Нет, к этому списку троиц добавить больше нечего, если, конечно, не считать трех дочерей горного мастера, старшей из которых приглянулся юный сцепщик; тем не менее я мог бы подумать, что так уж мне написано на роду, однако дьявол — или это был мой приятель Йозеф, жевавший со мной тмин, и нынешний Папа? — сказал мне, когда давным-давно, бросая кости, я гадал на моих будущих женщин и мне четыре или пять раз подряд выпадали тройки: «Все это — лишь дело случая».
Подобно трем грациям, сестры помахали мне вслед, когда я с притороченной палаткой, на которой алели пятна тутовых ягод, отправился из Ленцбурга на Бругг, чтобы оттуда автостопом добраться до Берлина. Может, надо было сделать крюк и навестить родителей в Оберауссеме?
Мама все еще мучилась дома, но ездила автобусом в Кёльн, где ее облучали, облучали снова и снова.
Осенью и зимой я подрабатывал в Берлине в похоронном бюро, снимая гипсовые маски с умерших. Накопленных денег хватило, чтобы в универмаге «КдВ» купить подходящий черный пиджак, к нему брюки в узкую полоску и серебристо-серый галстук, а также черные штиблеты, которые потом я больше никогда не надевал. Карман опустел, зато на свадьбе я хотел выглядеть прилично.
То, что случилось до или после свадьбы, другие события, которые происходили одновременно, длились отведенный им срок, начинались и заканчивались, перебились недолгими поисками квартиры, перемежались известиями о болезни мамы — теперь ее перевели в госпиталь кёльнского района Ниппес, — то, что позднее буквально распирало меня, но заставляло неметь, а потом отпустило, вылилось на бумагу или обрело свою форму в глине, даже принесло небольшие деньги и первый успех — я продал бронзовую фигурку краба, — все это шло своим ходом, накапливалось, наслаивалось, отстаивало свое присутствие и добивалось приоритета.
Примерно в ту пору, когда мы с Анной впервые увидели неподалеку от маленькой площади Розенэк мерцающее черно-белое изображение на экране телевизора, выставленного в витрине магазина радиотоваров, а полемика об искусстве между Карлом Хофером и Биллом Громанном продолжала лихорадить всю Высшую школу изобразительных искусств вплоть до мастерской гипсовых отливок, маму перевели на стационарное лечение; мы же переехали в берлинский район Шмаргендорф, где наша хозяйка, русская немка, каждую неделю приглашала к себе уборщицу, которая приходила в Западный Берлин из Восточного, чтобы подзаработать, а заодно гадала на кофейной гуще. Смерть в нашей семье она не нагадала, зато предсказала мне известность и славу: «Будет вам добрая весть..»
Мы занимали большую комнату и могли пользоваться кухней. Пока я писал четверостишья и рисовал всяческую живность, а босоногая Анна танцевала под музыку Бартока или же мы ходили в кино смотреть французские фильмы тридцатых годов, вдалеке от меня медленной смертью умирала мама.
Мы были свидетелями того, как в Восточном и Западном Берлине перед расколотой идейными убеждениями публикой выступали ораторы, которым «холодная война» давала немало поводов для острой полемики; зима же того года не отличалась ни особым холодом, ни мягкостью. Устойчивые противоречия углубляли противостояние Запада и Востока, а Брехт, улыбаясь, посиживал в президиумах, будто у него не было собственного мнения ни об атомной бомбе, ни о Корейской войне. Бедный Б. Б. молча жевал сигару, а представители интеллектуальных кругов из обоих мировых политических блоков — Мелвин Ласки и Вольфганг Хариг — перечисляли чудовищные преступления, взаимно обвиняя в них идейного противника, и предупреждали об угрозе нанесения им первого ядерного удара; тем временем рак разъедал мою маму.

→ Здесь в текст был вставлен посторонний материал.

//! Directory tree hashing
//!
//! The digest covers every entry's relative path, kind and contents, in
//! sorted path order, so it is independent of filesystem iteration order.
//! Symlinks are hashed by target and never followed.

use crate::{update_from_reader, Hash};
use blake3::Hasher;
use e14z_errors::{Error, StorageError};
use std::path::{Path, PathBuf};
use tokio::fs::{self, File};

/// Result of hashing a directory tree
#[derive(Debug, Clone, Copy, PartialEq, Eq)]
pub struct TreeDigest {
    pub hash: Hash,
    /// Sum of regular file sizes
    pub size: u64,
    pub files: usize,
}

/// Hash every entry under `root`, skipping top-level names in `exclude`
///
/// # Errors
///
/// Returns an error if `root` is missing or any entry cannot be read.
pub async fn hash_tree(root: &Path, exclude: &[&str]) -> Result<TreeDigest, Error> {
    let entries = collect_entries(root, exclude).await?;

    let mut hasher = Hasher::new();
    let mut size = 0u64;
    let mut files = 0usize;

    for (relative, path) in &entries {
        let metadata = fs::symlink_metadata(path)
            .await
            .map_err(|e| Error::io_with_path(&e, path))?;
        let name = relative.as_bytes();
        hasher.update(&(name.len() as u64).to_le_bytes());
        hasher.update(name);

        if metadata.is_symlink() {
            let target = fs::read_link(path)
                .await
                .map_err(|e| Error::io_with_path(&e, path))?;
            hasher.update(b"L");
            hasher.update(target.to_string_lossy().as_bytes());
        } else if metadata.is_dir() {
            hasher.update(b"D");
        } else {
            hasher.update(b"F");
            hasher.update(&metadata.len().to_le_bytes());
            let mut file = File::open(path)
                .await
                .map_err(|e| Error::io_with_path(&e, path))?;
            size += update_from_reader(&mut hasher, &mut file).await?;
            files += 1;
        }
    }

    Ok(TreeDigest {
        hash: Hash::from_bytes(*hasher.finalize().as_bytes()),
        size,
        files,
    })
}

/// Walk `root` without following symlinks; returns sorted `(relative, absolute)` pairs
async fn collect_entries(root: &Path, exclude: &[&str]) -> Result<Vec<(String, PathBuf)>, Error> {
    let metadata = fs::symlink_metadata(root)
        .await
        .map_err(|_| StorageError::PathNotFound {
            path: root.display().to_string(),
        })?;
    if !metadata.is_dir() {
        return Err(StorageError::InvalidPath {
            path: root.display().to_string(),
        }
        .into());
    }

    let mut entries = Vec::new();
    let mut pending = vec![root.to_path_buf()];

    while let Some(dir) = pending.pop() {
        let mut reader = fs::read_dir(&dir)
            .await
            .map_err(|e| Error::io_with_path(&e, &dir))?;
        while let Some(entry) = reader
            .next_entry()
            .await
            .map_err(|e| Error::io_with_path(&e, &dir))?
        {
            let path = entry.path();
            if dir == root {
                let name = entry.file_name();
                if exclude.iter().any(|skip| name.to_str() == Some(*skip)) {
                    continue;
                }
            }
            let relative = path
                .strip_prefix(root)
                .map_err(|_| StorageError::InvalidPath {
                    path: path.display().to_string(),
                })?
                .to_string_lossy()
                .replace('\\', "/");

            if entry.file_type().await?.is_dir() {
                pending.push(path.clone());
            }
            entries.push((relative, path));
        }
    }

    entries.sort_by(|a, b| a.0.cmp(&b.0));
    Ok(entries)
}

#[cfg(test)]
mod tests {
    use super::*;
    use tempfile::tempdir;

    #[tokio::test]
    async fn test_tree_hash_is_stable_and_sensitive() {
        let dir = tempdir().unwrap();
        fs::create_dir_all(dir.path().join("lib")).await.unwrap();
        fs::write(dir.path().join("index.js"), b"console.log(1)").await.unwrap();
        fs::write(dir.path().join("lib/util.js"), b"module.exports = {}").await.unwrap();

        let first = hash_tree(dir.path(), &[]).await.unwrap();
        let second = hash_tree(dir.path(), &[]).await.unwrap();
        assert_eq!(first, second);
        assert_eq!(first.files, 2);
        assert_eq!(first.size, 14 + 19);

        fs::write(dir.path().join("lib/util.js"), b"module.exports = {x}").await.unwrap();
        let changed = hash_tree(dir.path(), &[]).await.unwrap();
        assert_ne!(first.hash, changed.hash);
    }

    #[tokio::test]
    async fn test_excluded_names_do_not_affect_digest() {
        let dir = tempdir().unwrap();
        fs::write(dir.path().join("main.py"), b"print('hi')").await.unwrap();
        let before = hash_tree(dir.path(), &[".meta.json"]).await.unwrap();

        fs::write(dir.path().join(".meta.json"), b"{}").await.unwrap();
        let after = hash_tree(dir.path(), &[".meta.json"]).await.unwrap();
        assert_eq!(before, after);
    }

    #[tokio::test]
    async fn test_renames_change_digest() {
        let dir = tempdir().unwrap();
        fs::write(dir.path().join("a.txt"), b"same").await.unwrap();
        let before = hash_tree(dir.path(), &[]).await.unwrap();

        fs::rename(dir.path().join("a.txt"), dir.path().join("b.txt"))
            .await
            .unwrap();
        let after = hash_tree(dir.path(), &[]).await.unwrap();
        assert_ne!(before.hash, after.hash);
    }

    #[tokio::test]
    async fn test_missing_root() {
        let dir = tempdir().unwrap();
        assert!(hash_tree(&dir.path().join("nope"), &[]).await.is_err());
    }
}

Мы купили подержанный холодильник, первое совместное приобретение нашей семейной пары, а мамино нутро сжигалось облучениями.
Мы пользовались любой возможностью потанцевать, считая, что молодость самодостаточна; мамино чрево стало незаживающей раной.

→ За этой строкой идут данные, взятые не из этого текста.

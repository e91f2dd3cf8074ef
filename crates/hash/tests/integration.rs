//! Integration tests for hash crate

#[cfg(test)]
mod tests {
    use e14z_hash::*;
    use tempfile::tempdir;
    use tokio::fs;

    #[tokio::test]
    async fn test_verify_file() {
        let dir = tempdir().unwrap();
        let file_path = dir.path().join("test.txt");

        let data = b"verify this content";
        fs::write(&file_path, data).await.unwrap();

        let hash = Hash::from_data(data);
        assert!(verify_file(&file_path, &hash).await.unwrap());

        let wrong_hash = Hash::from_data(b"different content");
        assert!(!verify_file(&file_path, &wrong_hash).await.unwrap());
    }

    #[test]
    fn test_hash_from_hex_errors() {
        // Too short
        assert!(Hash::from_hex("1234").is_err());

        // Too long
        assert!(Hash::from_hex(&"a".repeat(66)).is_err());

        // Invalid hex
        assert!(Hash::from_hex("xyz123").is_err());
    }

    #[cfg(unix)]
    #[tokio::test]
    async fn test_symlinks_hashed_by_target() {
        let dir = tempdir().unwrap();
        fs::write(dir.path().join("real.txt"), b"payload").await.unwrap();
        std::os::unix::fs::symlink("real.txt", dir.path().join("link.txt")).unwrap();

        let digest = hash_tree(dir.path(), &[]).await.unwrap();
        // only the regular file counts toward size
        assert_eq!(digest.files, 1);
        assert_eq!(digest.size, 7);
    }
}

Мне хотелось бы рассказать, какие события происходили — чередой или одновременно — накануне нашей свадьбы; мама умирала медленно, об этом я почти ничего не знал, она была где-то вне нашего времени, ее умирание было далеко от любых внешних событий.
То, о чем спорили Восток и Запад — разговоры постоянно возвращались к жертвам сталинизма и оценке количества погибших от атомных бомбардировок Хиросимы и Нагасаки, зато об Аушвице не говорилось ни слова, — возможно, и волновало весь мир, как год назад смерть Сталина; мама умирала в тишине.